** PROBLEM **
Match on the string "derive" in the entries below and return every matching line.

** SUPPLIED RECORDS **
____________________
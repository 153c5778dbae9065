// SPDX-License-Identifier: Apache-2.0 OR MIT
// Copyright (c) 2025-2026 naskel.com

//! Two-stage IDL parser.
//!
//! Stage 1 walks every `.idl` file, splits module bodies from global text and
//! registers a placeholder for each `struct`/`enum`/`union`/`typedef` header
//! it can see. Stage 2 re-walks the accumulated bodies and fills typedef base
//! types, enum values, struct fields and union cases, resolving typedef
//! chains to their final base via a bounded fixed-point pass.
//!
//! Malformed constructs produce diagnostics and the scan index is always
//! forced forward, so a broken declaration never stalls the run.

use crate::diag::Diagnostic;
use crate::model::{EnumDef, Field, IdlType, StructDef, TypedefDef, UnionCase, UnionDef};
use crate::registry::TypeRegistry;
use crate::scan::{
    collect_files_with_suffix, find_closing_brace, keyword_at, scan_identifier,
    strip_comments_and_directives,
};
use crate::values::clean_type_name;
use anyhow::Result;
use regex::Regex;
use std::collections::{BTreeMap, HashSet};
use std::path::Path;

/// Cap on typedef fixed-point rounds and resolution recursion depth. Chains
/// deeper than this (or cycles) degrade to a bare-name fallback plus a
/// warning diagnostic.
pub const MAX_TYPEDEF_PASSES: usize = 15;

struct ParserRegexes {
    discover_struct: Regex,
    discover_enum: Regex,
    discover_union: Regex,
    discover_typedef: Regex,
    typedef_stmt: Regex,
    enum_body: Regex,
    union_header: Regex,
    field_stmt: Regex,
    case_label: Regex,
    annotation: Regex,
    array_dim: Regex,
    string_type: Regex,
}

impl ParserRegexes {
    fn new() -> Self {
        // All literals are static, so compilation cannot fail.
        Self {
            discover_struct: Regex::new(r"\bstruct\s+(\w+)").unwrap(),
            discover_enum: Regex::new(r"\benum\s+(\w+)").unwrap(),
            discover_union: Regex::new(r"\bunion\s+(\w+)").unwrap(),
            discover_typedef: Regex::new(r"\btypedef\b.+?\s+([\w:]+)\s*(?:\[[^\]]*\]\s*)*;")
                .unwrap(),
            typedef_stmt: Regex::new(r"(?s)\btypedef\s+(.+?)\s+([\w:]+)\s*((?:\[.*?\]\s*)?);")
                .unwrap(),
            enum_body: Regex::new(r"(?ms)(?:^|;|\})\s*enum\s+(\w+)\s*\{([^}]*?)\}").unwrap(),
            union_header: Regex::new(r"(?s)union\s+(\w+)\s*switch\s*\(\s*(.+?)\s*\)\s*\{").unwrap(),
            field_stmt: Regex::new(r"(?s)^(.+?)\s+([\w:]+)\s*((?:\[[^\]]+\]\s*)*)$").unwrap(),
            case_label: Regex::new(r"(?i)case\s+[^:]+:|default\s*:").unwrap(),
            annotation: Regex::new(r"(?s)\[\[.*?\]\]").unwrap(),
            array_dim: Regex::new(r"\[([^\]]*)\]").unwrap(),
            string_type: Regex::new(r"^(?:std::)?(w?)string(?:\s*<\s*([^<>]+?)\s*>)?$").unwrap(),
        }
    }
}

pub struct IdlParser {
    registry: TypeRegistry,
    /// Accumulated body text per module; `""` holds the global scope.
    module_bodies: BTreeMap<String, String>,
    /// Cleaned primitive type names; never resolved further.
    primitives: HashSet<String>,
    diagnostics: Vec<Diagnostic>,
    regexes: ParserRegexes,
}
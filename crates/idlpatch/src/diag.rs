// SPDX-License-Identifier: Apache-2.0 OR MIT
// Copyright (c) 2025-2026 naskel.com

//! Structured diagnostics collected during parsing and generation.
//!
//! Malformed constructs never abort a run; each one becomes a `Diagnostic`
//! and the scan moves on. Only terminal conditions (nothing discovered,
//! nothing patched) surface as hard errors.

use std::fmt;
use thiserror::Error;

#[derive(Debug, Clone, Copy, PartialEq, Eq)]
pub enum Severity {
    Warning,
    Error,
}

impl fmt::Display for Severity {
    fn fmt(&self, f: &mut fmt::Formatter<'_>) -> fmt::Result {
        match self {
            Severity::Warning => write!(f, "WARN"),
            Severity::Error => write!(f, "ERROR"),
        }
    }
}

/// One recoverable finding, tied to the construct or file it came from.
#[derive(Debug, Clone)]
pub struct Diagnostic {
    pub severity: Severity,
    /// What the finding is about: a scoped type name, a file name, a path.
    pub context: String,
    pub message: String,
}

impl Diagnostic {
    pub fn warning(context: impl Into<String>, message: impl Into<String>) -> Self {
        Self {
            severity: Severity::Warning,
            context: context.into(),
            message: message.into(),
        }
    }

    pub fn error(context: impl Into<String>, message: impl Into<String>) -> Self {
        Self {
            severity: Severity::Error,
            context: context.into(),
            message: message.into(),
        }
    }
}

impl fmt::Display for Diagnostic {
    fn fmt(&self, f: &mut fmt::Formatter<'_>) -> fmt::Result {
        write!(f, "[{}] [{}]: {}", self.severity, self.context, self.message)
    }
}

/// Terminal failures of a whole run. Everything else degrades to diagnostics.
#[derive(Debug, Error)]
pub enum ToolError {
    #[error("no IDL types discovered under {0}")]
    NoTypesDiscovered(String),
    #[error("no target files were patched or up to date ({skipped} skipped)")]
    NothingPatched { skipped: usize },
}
____________________
** YOUR SOLUTION **
#[derive(Debug, Clone, Copy, PartialEq, Eq)]
#[derive(Debug, Clone)]
#[derive(Debug, Error)]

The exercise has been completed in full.